(Provided entries begins)

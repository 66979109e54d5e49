//! Error types for the Concierge domain.
//!
//! Uses `thiserror` for ergonomic error definitions.
//! Each bounded context has its own error type; crate boundaries convert
//! between them with `#[from]`.

use thiserror::Error;

use crate::intent::Capability;

#[derive(Debug, Clone, Error)]
pub enum ProviderError {
    #[error("API request failed: {message} (status: {status_code})")]
    ApiError {
        status_code: u16,
        message: String,
    },

    #[error("Rate limited by provider, retry after {retry_after_secs}s")]
    RateLimited { retry_after_secs: u64 },

    #[error("Authentication failed: {0}")]
    AuthenticationFailed(String),

    #[error("Provider not configured: {0}")]
    NotConfigured(String),

    #[error("Request timed out: {0}")]
    Timeout(String),

    #[error("Network error: {0}")]
    Network(String),
}

/// Persistence failures from the history store or the customer store.
#[derive(Debug, Clone, Error)]
pub enum StorageError {
    #[error("Storage unavailable: {0}")]
    Storage(String),

    #[error("Query failed: {0}")]
    QueryFailed(String),

    #[error("Migration failed: {0}")]
    MigrationFailed(String),

    #[error("Constraint violated: {0}")]
    Constraint(String),
}

/// Both the history-aware and the history-free classification paths failed.
#[derive(Debug, Clone, Error)]
#[error("intent classification failed (with history: {primary}; without history: {fallback})")]
pub struct ClassificationError {
    pub primary: String,
    pub fallback: String,
}

/// A capability agent could not produce an answer.
#[derive(Debug, Error)]
pub enum AgentError {
    #[error("{0}")]
    Provider(#[from] ProviderError),

    #[error("{0}")]
    Tool(#[from] ToolError),

    #[error("{capability} agent timed out after {secs}s")]
    Timeout { capability: Capability, secs: u64 },

    #[error("tool iteration limit reached ({0})")]
    IterationLimit(u32),
}

#[derive(Debug, Error)]
pub enum ToolError {
    #[error("Tool not found: {0}")]
    NotFound(String),

    #[error("Tool execution failed: {tool_name}: {reason}")]
    ExecutionFailed { tool_name: String, reason: String },

    #[error("Invalid tool arguments: {0}")]
    InvalidArguments(String),
}

impl ToolError {
    /// Whether the model can be told about this failure and try again.
    ///
    /// Bad arguments and unknown tool names are the model's own mistakes;
    /// execution failures (e.g. a duplicate email) end the agent run.
    pub fn is_recoverable(&self) -> bool {
        matches!(self, ToolError::NotFound(_) | ToolError::InvalidArguments(_))
    }
}

#[cfg(test)]
mod tests {
    use super::*;

    #[test]
    fn provider_error_displays_correctly() {
        let err = AgentError::from(ProviderError::ApiError {
            status_code: 429,
            message: "Too many requests".into(),
        });
        assert!(err.to_string().contains("429"));
        assert!(err.to_string().contains("Too many requests"));
    }

    #[test]
    fn tool_error_surfaces_reason_verbatim() {
        let err = AgentError::Tool(ToolError::ExecutionFailed {
            tool_name: "create_customer".into(),
            reason: "UNIQUE constraint failed: customers.email".into(),
        });
        assert!(err.to_string().contains("UNIQUE constraint failed: customers.email"));
    }

    #[test]
    fn classification_error_mentions_both_paths() {
        let err = ClassificationError {
            primary: "quota exceeded".into(),
            fallback: "timeout".into(),
        };
        let text = err.to_string();
        assert!(text.contains("quota exceeded"));
        assert!(text.contains("timeout"));
    }

    #[test]
    fn recoverable_tool_errors() {
        assert!(ToolError::InvalidArguments("missing email".into()).is_recoverable());
        assert!(ToolError::NotFound("delete_customer".into()).is_recoverable());
        assert!(!ToolError::ExecutionFailed {
            tool_name: "create_customer".into(),
            reason: "duplicate".into(),
        }
        .is_recoverable());
    }
}
//! Create customer tool: the only action available to the create agent.

use async_trait::async_trait;
use concierge_core::customer::{CustomerStore, NewCustomer};
use concierge_core::error::{StorageError, ToolError};
use concierge_core::tool::{Tool, ToolResult};
use std::sync::Arc;
use tracing::info;

pub struct CreateCustomerTool {
    store: Arc<dyn CustomerStore>,
}

impl CreateCustomerTool {
    pub fn new(store: Arc<dyn CustomerStore>) -> Self {
        Self { store }
    }
}

fn required_str<'a>(arguments: &'a serde_json::Value, key: &str) -> Result<&'a str, ToolError> {
    arguments[key]
        .as_str()
        .map(str::trim)
        .filter(|s| !s.is_empty())
        .ok_or_else(|| ToolError::InvalidArguments(format!("Missing '{key}' argument")))
}

#[async_trait]
impl Tool for CreateCustomerTool {
    fn name(&self) -> &str {
        "create_customer"
    }

    fn description(&self) -> &str {
        "Create a customer in the database. Requires both the customer's name and email. \
         Only call this once you have both values."
    }

    fn parameters_schema(&self) -> serde_json::Value {
        serde_json::json!({
            "type": "object",
            "properties": {
                "name": {
                    "type": "string",
                    "description": "Customer's full name"
                },
                "email": {
                    "type": "string",
                    "description": "Customer's email address"
                }
            },
            "required": ["name", "email"]
        })
    }

    async fn execute(&self, arguments: serde_json::Value) -> Result<ToolResult, ToolError> {
        let name = required_str(&arguments, "name")?;
        let email = required_str(&arguments, "email")?;

        if !email.contains('@') {
            return Err(ToolError::InvalidArguments(format!(
                "'{email}' is not a valid email address"
            )));
        }

        let customer = self
            .store
            .create(NewCustomer {
                name: name.to_string(),
                email: email.to_string(),
            })
            .await
            .map_err(|e| ToolError::ExecutionFailed {
                tool_name: self.name().to_string(),
                reason: match e {
                    StorageError::Constraint(reason) => reason,
                    other => other.to_string(),
                },
            })?;

        info!(id = customer.id, "create_customer succeeded");
        Ok(ToolResult {
            success: true,
            output: format!("✅ Cliente creado: {} ({})", customer.name, customer.email),
        })
    }
}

(Provided entries ends)

Produce a word-for-word copy of all the entries above.

repository 66979109e54d5e49
//! Error types for the Concierge domain.
//!
//! Uses `thiserror` for ergonomic error definitions.
//! Each bounded context has its own error type; crate boundaries convert
//! between them with `#[from]`.

use thiserror::Error;

use crate::intent::Capability;

#[derive(Debug, Clone, Error)]
pub enum ProviderError {
    #[error("API request failed: {message} (status: {status_code})")]
    ApiError {
        status_code: u16,
        message: String,
    },

    #[error("Rate limited by provider, retry after {retry_after_secs}s")]
    RateLimited { retry_after_secs: u64 },

    #[error("Authentication failed: {0}")]
    AuthenticationFailed(String),

    #[error("Provider not configured: {0}")]
    NotConfigured(String),

    #[error("Request timed out: {0}")]
    Timeout(String),

    #[error("Network error: {0}")]
    Network(String),
}

/// Persistence failures from the history store or the customer store.
#[derive(Debug, Clone, Error)]
pub enum StorageError {
    #[error("Storage unavailable: {0}")]
    Storage(String),

    #[error("Query failed: {0}")]
    QueryFailed(String),

    #[error("Migration failed: {0}")]
    MigrationFailed(String),

    #[error("Constraint violated: {0}")]
    Constraint(String),
}

/// Both the history-aware and the history-free classification paths failed.
#[derive(Debug, Clone, Error)]
#[error("intent classification failed (with history: {primary}; without history: {fallback})")]
pub struct ClassificationError {
    pub primary: String,
    pub fallback: String,
}

/// A capability agent could not produce an answer.
#[derive(Debug, Error)]
pub enum AgentError {
    #[error("{0}")]
    Provider(#[from] ProviderError),

    #[error("{0}")]
    Tool(#[from] ToolError),

    #[error("{capability} agent timed out after {secs}s")]
    Timeout { capability: Capability, secs: u64 },

    #[error("tool iteration limit reached ({0})")]
    IterationLimit(u32),
}

#[derive(Debug, Error)]
pub enum ToolError {
    #[error("Tool not found: {0}")]
    NotFound(String),

    #[error("Tool execution failed: {tool_name}: {reason}")]
    ExecutionFailed { tool_name: String, reason: String },

    #[error("Invalid tool arguments: {0}")]
    InvalidArguments(String),
}

impl ToolError {
    /// Whether the model can be told about this failure and try again.
    ///
    /// Bad arguments and unknown tool names are the model's own mistakes;
    /// execution failures (e.g. a duplicate email) end the agent run.
    pub fn is_recoverable(&self) -> bool {
        matches!(self, ToolError::NotFound(_) | ToolError::InvalidArguments(_))
    }
}

#[cfg(test)]
mod tests {
    use super::*;

    #[test]
    fn provider_error_displays_correctly() {
        let err = AgentError::from(ProviderError::ApiError {
            status_code: 429,
            message: "Too many requests".into(),
        });
        assert!(err.to_string().contains("429"));
        assert!(err.to_string().contains("Too many requests"));
    }

    #[test]
    fn tool_error_surfaces_reason_verbatim() {
        let err = AgentError::Tool(ToolError::ExecutionFailed {
            tool_name: "create_customer".into(),
            reason: "UNIQUE constraint failed: customers.email".into(),
        });
        assert!(err.to_string().contains("UNIQUE constraint failed: customers.email"));
    }

    #[test]
    fn classification_error_mentions_both_paths() {
        let err = ClassificationError {
            primary: "quota exceeded".into(),
            fallback: "timeout".into(),
        };
        let text = err.to_string();
        assert!(text.contains("quota exceeded"));
        assert!(text.contains("timeout"));
    }

    #[test]
    fn recoverable_tool_errors() {
        assert!(ToolError::InvalidArguments("missing email".into()).is_recoverable());
        assert!(ToolError::NotFound("delete_customer".into()).is_recoverable());
        assert!(!ToolError::ExecutionFailed {
            tool_name: "create_customer".into(),
            reason: "duplicate".into(),
        }
        .is_recoverable());
    }
}
//! Create customer tool: the only action available to the create agent.

use async_trait::async_trait;
use concierge_core::customer::{CustomerStore, NewCustomer};
use concierge_core::error::{StorageError, ToolError};
use concierge_core::tool::{Tool, ToolResult};
use std::sync::Arc;
use tracing::info;

pub struct CreateCustomerTool {
    store: Arc<dyn CustomerStore>,
}

impl CreateCustomerTool {
    pub fn new(store: Arc<dyn CustomerStore>) -> Self {
        Self { store }
    }
}

fn required_str<'a>(arguments: &'a serde_json::Value, key: &str) -> Result<&'a str, ToolError> {
    arguments[key]
        .as_str()
        .map(str::trim)
        .filter(|s| !s.is_empty())
        .ok_or_else(|| ToolError::InvalidArguments(format!("Missing '{key}' argument")))
}

#[async_trait]
impl Tool for CreateCustomerTool {
    fn name(&self) -> &str {
        "create_customer"
    }

    fn description(&self) -> &str {
        "Create a customer in the database. Requires both the customer's name and email. \
         Only call this once you have both values."
    }

    fn parameters_schema(&self) -> serde_json::Value {
        serde_json::json!({
            "type": "object",
            "properties": {
                "name": {
                    "type": "string",
                    "description": "Customer's full name"
                },
                "email": {
                    "type": "string",
                    "description": "Customer's email address"
                }
            },
            "required": ["name", "email"]
        })
    }

    async fn execute(&self, arguments: serde_json::Value) -> Result<ToolResult, ToolError> {
        let name = required_str(&arguments, "name")?;
        let email = required_str(&arguments, "email")?;

        if !email.contains('@') {
            return Err(ToolError::InvalidArguments(format!(
                "'{email}' is not a valid email address"
            )));
        }

        let customer = self
            .store
            .create(NewCustomer {
                name: name.to_string(),
                email: email.to_string(),
            })
            .await
            .map_err(|e| ToolError::ExecutionFailed {
                tool_name: self.name().to_string(),
                reason: match e {
                    StorageError::Constraint(reason) => reason,
                    other => other.to_string(),
                },
            })?;

        info!(id = customer.id, "create_customer succeeded");
        Ok(ToolResult {
            success: true,
            output: format!("✅ Cliente creado: {} ({})", customer.name, customer.email),
        })
    }
}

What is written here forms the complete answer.